Bugs, Glitches and the Future of Software
July 09, 2015
Yesterday was a bad day for software. United Airlines flights were grounded due to a technical “glitch.” The Wall Street Journal website was down with a 504 error. The New York Stock Exchange closed for hours due to an “internal technical issue.” And, strangest of all, I put through a small order on Supply Clinic and was quoted a shipping price that was a few cents higher than the price I actually paid.
The Supply Clinic bug was a strange one. We were over-quoting the shipping price prior to purchase and charging less. After some sleuthing, our development team found the issue- we use UPS’s shipping calculator to estimate prices, and sent slightly different location information to their code at different times.
It was, all in all, a non-issue, but highlighted our dependence on UPS for calculating shipping costs. They are, after all, usually the one actually shipping the product. We’re also dependent on Stripe for payment processing. Certainly it’s some comfort to know that if Stripe faces issues, so do thousands of other companies, including some as large as Sony. Then again, that’s not very much comfort.
We at Supply Clinic have built out much of our codebase ourselves. We don’t use Magento or Wix for our site at all, for instance. But even we have partners (Stripe and UPS), and are dependent on their codebase as well as ours, at least for specific features.
It’s a reminder, particularly in light of yesterday’s more impactful glitches, that so much in our digital age is interconnected. Every link to the Wall Street Journal’s broken page, every individual trying to fly on United, every NYSE trader, and everyone dependent on them was impacted yesterday. In terms of software especially, integrations are ever more common.
We’re barreling toward a world governed by the “Internet of Things,” where every device, from your home’s thermostat to your television, is connected to the internet. That sounds fantastic from a user experience perspective, and has raised plenty of concern regarding security and the ability to use one portal to infiltrate another.
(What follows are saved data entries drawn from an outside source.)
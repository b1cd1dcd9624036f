//! Layered configuration: built-in defaults, then `mealwallet.toml` (or the
//! file given with `--config`), then `MEALWALLET__SECTION__KEY` environment
//! variables.
use std::path::{Path, PathBuf};

use config::{Config, ConfigError, Environment, File};
use serde::Deserialize;

use crate::application::ServiceOptions;
use crate::domain::PricingPolicy;

const DEFAULT_CONFIG_NAME: &str = "mealwallet";
const ENV_PREFIX: &str = "MEALWALLET";

#[derive(Debug, Clone, Deserialize)]
#[serde(default)]
pub struct Database {
    pub path: PathBuf,
}

impl Default for Database {
    fn default() -> Self {
        Self {
            path: PathBuf::from("mealwallet.db"),
        }
    }
}

#[derive(Debug, Clone, Deserialize)]
#[serde(default)]
pub struct Ledger {
    pub auto_confirm_recharges: bool,
}

impl Default for Ledger {
    fn default() -> Self {
        Self {
            auto_confirm_recharges: true,
        }
    }
}

#[derive(Debug, Clone, Deserialize)]
#[serde(default)]
pub struct Log {
    pub level: String,
}

impl Default for Log {
    fn default() -> Self {
        Self {
            level: "info".to_string(),
        }
    }
}

#[derive(Debug, Clone, Default, Deserialize)]
#[serde(default)]
pub struct Settings {
    pub database: Database,
    pub ledger: Ledger,
    pub pricing: PricingPolicy,
    pub log: Log,
}

impl Settings {
    /// Load settings. An explicit `path` must exist; the default
    /// `mealwallet.toml` in the working directory is optional.
    pub fn load(path: Option<&Path>) -> Result<Self, ConfigError> {
        let file = match path {
            Some(path) => File::from(path).required(true),
            None => File::with_name(DEFAULT_CONFIG_NAME).required(false),
        };

        let settings = Config::builder()
            .add_source(file)
            .add_source(
                Environment::with_prefix(ENV_PREFIX)
                    .separator("__")
                    .try_parsing(true),
            )
            .build()?;

        settings.try_deserialize()
    }

    pub fn service_options(&self) -> ServiceOptions {
        ServiceOptions {
            pricing: self.pricing,
            auto_confirm_recharges: self.ledger.auto_confirm_recharges,
        }
    }
}

#[cfg(test)]
mod tests {
    use std::io::Write;

    use super::*;

    #[test]
    fn test_defaults_without_file() {
        let settings = Settings::default();
        assert_eq!(settings.database.path, PathBuf::from("mealwallet.db"));
        assert!(settings.ledger.auto_confirm_recharges);
        assert_eq!(settings.pricing, PricingPolicy::default());
        assert_eq!(settings.log.level, "info");
    }

    #[test]
    fn test_file_overrides_only_given_keys() {
        let mut file = tempfile::Builder::new().suffix(".toml").tempfile().unwrap();
        writeln!(
            file,
            "[ledger]\nauto_confirm_recharges = false\n\n[pricing]\npremium_meal = 12400\n"
        )
        .unwrap();

        let settings = Settings::load(Some(file.path())).unwrap();
        assert!(!settings.ledger.auto_confirm_recharges);
        assert_eq!(settings.pricing.premium_meal, 12400);
        assert_eq!(settings.pricing.standard_meal, 5250);
        assert_eq!(settings.database.path, PathBuf::from("mealwallet.db"));

        let options = settings.service_options();
        assert!(!options.auto_confirm_recharges);
    }

    #[test]
    fn test_missing_explicit_file_is_an_error() {
        assert!(Settings::load(Some(Path::new("/nonexistent/mealwallet.toml"))).is_err());
    }
}
#[derive(Subcommand)]
pub enum Commands {
    /// Initialize a new database
    Init,

    /// Customer management commands
    #[command(subcommand)]
    Customer(CustomerCommands),

    /// Top up a customer's wallet
    Recharge {
        /// Customer name or ID
        customer: String,

        /// Amount (e.g., "500" or "500.00")
        amount: String,

        /// External payment reference
        #[arg(short, long)]
        reference: Option<String>,

        /// Date of the payment (YYYY-MM-DD, defaults to now). Must not be
        /// earlier than the customer's latest confirmed transaction
        #[arg(long)]
        date: Option<String>,
    },

    /// Confirm a pending recharge
    Confirm {
        /// Transaction ID
        id: String,
    },

    /// List recharges awaiting confirmation
    Pending {
        /// Only this customer (name or ID)
        #[arg(long)]
        customer: Option<String>,
    },

    /// Daily consumption commands
    #[command(subcommand)]
    Meal(MealCommands),

    /// Billing statement for a date range
    Statement {
        /// Customer name or ID
        customer: String,

        /// First day, inclusive (YYYY-MM-DD)
        #[arg(long)]
        from: String,

        /// Last day, inclusive (YYYY-MM-DD)
        #[arg(long)]
        to: String,

        #[arg(short, long, value_enum, default_value_t = StatementFormat::Table)]
        format: StatementFormat,

        /// Output file (stdout if omitted)
        #[arg(short, long)]
        output: Option<PathBuf>,
    },

    /// Ledger history of a customer
    Transactions {
        /// Customer name or ID
        customer: String,
    },

    /// Verify that every balance matches its ledger
    Check,
}

#[derive(Subcommand)]
pub enum CustomerCommands {
    /// Open an account for a new customer
    Add {
        name: String,

        #[arg(long)]
        mobile: Option<String>,

        #[arg(long)]
        building: Option<String>,

        #[arg(long)]
        room: Option<String>,

        /// Subscription plan label
        #[arg(long)]
        plan: Option<String>,
    },

    /// List all customers with their balances
    List,

    /// Show customer details
    Show {
        /// Customer name or ID
        customer: String,
    },
}

#[derive(Subcommand)]
pub enum MealCommands {
    /// Record what a customer took
    Add {
        /// Customer name or ID
        customer: String,

        /// Service date (YYYY-MM-DD, defaults to today)
        #[arg(long)]
        date: Option<String>,

        #[command(flatten)]
        meal: MealArgs,
    },

    /// Replace the slot and selection of a record
    Update {
        /// Record ID
        id: String,

        #[command(flatten)]
        meal: MealArgs,
    },

    /// Delete a record and refund its cost
    Delete {
        /// Record ID
        id: String,
    },

    /// Daily sheet of consumption records
    List {
        /// Service date (YYYY-MM-DD, defaults to today)
        #[arg(long)]
        date: Option<String>,

        /// Only this customer (name or ID)
        #[arg(long)]
        customer: Option<String>,
    },
}

#[derive(Args)]
pub struct MealArgs {
    /// Meal slot: breakfast, lunch, dinner (defaults to lunch, or the
    /// current slot on update)
    #[arg(short, long)]
    slot: Option<String>,

    /// Extras only, no main meal
    #[arg(long)]
    no_main: bool,

    /// Premium main meal
    #[arg(long, conflicts_with = "no_main")]
    premium: bool,

    /// Name of the special dish
    #[arg(long)]
    dish: Option<String>,

    /// Extra rice units
    #[arg(long, default_value_t = 0)]
    rice: u32,

    /// Extra bread units
    #[arg(long, default_value_t = 0)]
    bread: u32,
}

impl MealArgs {
    fn selection(&self) -> MealSelection {
        MealSelection {
            has_main_meal: !self.no_main,
            is_premium: self.premium,
            dish_name: self.dish.clone(),
            extra_rice: self.rice,
            extra_bread: self.bread,
        }
    }

    fn slot(&self) -> Result<Option<MealSlot>> {
        self.slot
            .as_deref()
            .map(|s| {
                MealSlot::from_str(s).ok_or_else(|| {
                    anyhow::anyhow!("Invalid meal slot '{}'. Valid slots: breakfast, lunch, dinner", s)
                })
            })
            .transpose()
    }
}

#[derive(Clone, Copy, ValueEnum)]
pub enum StatementFormat {
    Table,
    Csv,
    Json,
}

impl Cli {
    pub async fn run(self, settings: Settings) -> Result<()> {
        let database = self
            .database
            .unwrap_or_else(|| settings.database.path.clone());
        let service = WalletService::open(&database, settings.service_options())
            .await
            .with_context(|| format!("Failed to open database {}", database.display()))?;

        let result = match self.command {
            Commands::Init => {
                println!("Database initialized: {}", database.display());
                Ok(())
            }
            Commands::Customer(cmd) => run_customer_command(&service, cmd).await,
            Commands::Recharge {
                customer,
                amount,
                reference,
                date,
            } => run_recharge_command(&service, &customer, &amount, reference, date).await,
            Commands::Confirm { id } => {
                let id = parse_id(&id, "transaction")?;
                let transaction = service.confirm(id).await?;
                println!(
                    "Confirmed {} of {} (balance {})",
                    transaction.kind,
                    format_cents(transaction.amount),
                    transaction.balance_after.map(format_cents).unwrap_or_default()
                );
                Ok(())
            }
            Commands::Pending { customer } => run_pending_command(&service, customer).await,
            Commands::Meal(cmd) => run_meal_command(&service, cmd).await,
            Commands::Statement {
                customer,
                from,
                to,
                format,
                output,
            } => run_statement_command(&service, &customer, &from, &to, format, output).await,
            Commands::Transactions { customer } => {
                let customer_id = resolve_customer(&service, &customer).await?;
                let history = service.list_transactions(customer_id).await?;
                print_transactions(&history);
                Ok(())
            }
            Commands::Check => run_check_command(&service).await,
        };

        service.close().await;
        result
    }
}
use chrono::{DateTime, Utc};
use tracing::warn;

use crate::domain::{Cents, CustomerId, LedgerTransaction, TransactionId, TransactionKind};

use super::AppError;
use super::ledger::LedgerStore;

/// Records wallet top-ups.
///
/// A recharge is first written as pending. With `auto_confirm` set it is
/// confirmed straight away; otherwise it waits for `confirm`.
#[derive(Clone)]
pub struct RechargeProcessor {
    ledger: LedgerStore,
    auto_confirm: bool,
}

impl RechargeProcessor {
    pub fn new(ledger: LedgerStore, auto_confirm: bool) -> Self {
        Self {
            ledger,
            auto_confirm,
        }
    }

    pub fn auto_confirm(&self) -> bool {
        self.auto_confirm
    }

    /// Record a recharge of `amount` cents. Returns the transaction as it
    /// stands afterwards: confirmed when auto-confirm is on, pending otherwise.
    ///
    /// If confirming fails, the pending transaction stays in the ledger and
    /// shows up in `list_pending` for a later `confirm`.
    pub async fn recharge(
        &self,
        customer_id: CustomerId,
        amount: Cents,
        reference: Option<String>,
        occurred_at: DateTime<Utc>,
    ) -> Result<LedgerTransaction, AppError> {
        if amount <= 0 {
            return Err(AppError::InvalidAmount(format!(
                "recharge amount must be positive, got {}",
                amount
            )));
        }

        let pending = self
            .ledger
            .record_pending(customer_id, TransactionKind::Recharge, amount, reference, occurred_at)
            .await?;
        if !self.auto_confirm {
            return Ok(pending);
        }

        self.ledger.confirm(pending.id).await.inspect_err(|err| {
            warn!(
                customer_id = %customer_id,
                transaction_id = %pending.id,
                error = %err,
                "recharge left pending, confirmation failed"
            );
        })
    }

    /// Acknowledge a pending recharge and credit the wallet.
    pub async fn confirm(&self, id: TransactionId) -> Result<LedgerTransaction, AppError> {
        self.ledger.confirm(id).await
    }
}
A bigger worry that I have as a consumer, though, is that integration is hard, and most software sucks. When I connect everything to my laptop, and my browser has a security hole, I’m in pretty deep trouble. Of course, that could never happen, except that it happened last year. So when every piece of software depends on every other piece of software, we’re all vulnerable when someone else simply patches their code instead of addressing root issues.
And it’s frustrating as a consumer, because I don’t want my air conditioning to malfunction just because one of my phone’s apps decided it didn’t like my new email program.
But hey, at least I spent a few cents less on floss.